• Work instruction: Copy out each line of the entries where the word "RequiresAction" is present.

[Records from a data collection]
%%

//! Hands ambiguous scores to an external classifier.
//!
//! Only results whose confidence falls in the ambiguous band are sent out.
//! A positive answer pulls confidence up to at least 0.62, a negative one
//! down to at most 0.38. Any failure leaves the scorer's result untouched
//! and is recorded as [`DecisionSource::HeuristicFallback`].

use std::sync::Arc;
use std::time::Duration;

use tracing::{debug, info, warn};

use crate::llm::retry::with_retry;
use crate::llm::{ChatMessage, CompletionRequest, LlmProvider, RetryPolicy};
use crate::pipeline::scorer::{ACTION_THRESHOLD, NO_ACTION_THRESHOLD};
use crate::pipeline::types::{
    Category, Classification, DecisionSource, FallbackReason, RuleResult,
};

/// Floor applied to confidence when the arbiter says "requires action".
pub const POSITIVE_PULL: f64 = 0.62;
/// Ceiling applied to confidence when the arbiter says "no action needed".
pub const NEGATIVE_PULL: f64 = 0.38;

/// One-word answers need only a few tokens.
const ARBITRATION_MAX_TOKENS: u32 = 3;
const ARBITRATION_TEMPERATURE: f32 = 0.0;
/// Covers every retry attempt.
const DEFAULT_TIMEOUT: Duration = Duration::from_secs(30);

const SYSTEM_PROMPT: &str = "Você é um classificador. Responda apenas uma palavra: \
    'Produtivo' ou 'Improdutivo'. Produtivo = requer ação, informação específica, \
    acompanhamento, status, envio de documentos. Improdutivo = felicitações, \
    agradecimentos, mensagens sociais sem ação.";

/// Bridge between the scorer and an external arbitrator.
pub struct ArbitrationBridge {
    provider: Option<Arc<dyn LlmProvider>>,
    enabled: bool,
    retry: RetryPolicy,
    timeout: Duration,
}

impl ArbitrationBridge {
    /// `provider` is `None` when no credentials are configured.
    pub fn new(provider: Option<Arc<dyn LlmProvider>>, enabled: bool) -> Self {
        Self {
            provider,
            enabled,
            retry: RetryPolicy::default(),
            timeout: DEFAULT_TIMEOUT,
        }
    }

    /// A bridge that never calls out.
    pub fn disabled() -> Self {
        Self::new(None, false)
    }

    pub fn with_retry_policy(mut self, retry: RetryPolicy) -> Self {
        self.retry = retry;
        self
    }

    pub fn with_timeout(mut self, timeout: Duration) -> Self {
        self.timeout = timeout;
        self
    }

    /// Whether `confidence` falls in the band that warrants arbitration.
    pub fn is_ambiguous(confidence: f64) -> bool {
        (NO_ACTION_THRESHOLD..=ACTION_THRESHOLD).contains(&confidence)
    }

    /// Settle `result` with the arbitrator when it is ambiguous.
    pub async fn arbitrate(&self, subject: &str, body: &str, result: RuleResult) -> Classification {
        if !self.enabled || !Self::is_ambiguous(result.confidence) {
            return Classification {
                result,
                source: DecisionSource::Heuristic,
            };
        }

        let Some(provider) = &self.provider else {
            return fallback(result, FallbackReason::NoCredentials);
        };

        debug!(
            confidence = result.confidence,
            model = provider.model_name(),
            "Ambiguous score, asking arbitrator"
        );

        let call = with_retry(&self.retry, provider.model_name(), || {
            provider.complete(build_request(subject, body))
        });
        let response = match tokio::time::timeout(self.timeout, call).await {
            Ok(Ok(response)) => response,
            Ok(Err(e)) => return fallback(result, FallbackReason::ProviderFailed(e.to_string())),
            Err(_) => return fallback(result, FallbackReason::Timeout),
        };

        match parse_label(&response.content) {
            Some(category) => {
                let confidence = match category {
                    Category::RequiresAction => result.confidence.max(POSITIVE_PULL),
                    Category::NoActionNeeded => result.confidence.min(NEGATIVE_PULL),
                };
                info!(
                    category = category.label(),
                    from = result.confidence,
                    to = confidence,
                    "Arbitrator settled ambiguous score"
                );
                Classification {
                    result: RuleResult {
                        category,
                        confidence,
                        ..result
                    },
                    source: DecisionSource::Arbiter,
                }
            }
            None => fallback(
                result,
                FallbackReason::MalformedLabel(response.content.trim().to_string()),
            ),
        }
    }
}

fn fallback(result: RuleResult, reason: FallbackReason) -> Classification {
    warn!(
        reason = %reason,
        category = result.category.label(),
        confidence = result.confidence,
        "Arbitration unavailable, keeping heuristic result"
    );
    Classification {
        result,
        source: DecisionSource::HeuristicFallback { reason },
    }
}

fn build_request(subject: &str, body: &str) -> CompletionRequest {
    CompletionRequest::new(vec![
        ChatMessage::system(SYSTEM_PROMPT),
        ChatMessage::user(format!("Assunto: {subject}\n\nCorpo:\n{body}\n\nResponda:")),
    ])
    .with_temperature(ARBITRATION_TEMPERATURE)
    .with_max_tokens(ARBITRATION_MAX_TOKENS)
}

/// Map an arbitrator reply to a category.
///
/// "improdut" is checked first since it contains "produt".
fn parse_label(reply: &str) -> Option<Category> {
    let label = reply.trim().to_lowercase();
    if label.contains("improdut") {
        Some(Category::NoActionNeeded)
    } else if label.contains("produt") {
        Some(Category::RequiresAction)
    } else {
        None
    }
}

%%

• Problem solution:
                    Category::RequiresAction => result.confidence.max(POSITIVE_PULL),
        Some(Category::RequiresAction)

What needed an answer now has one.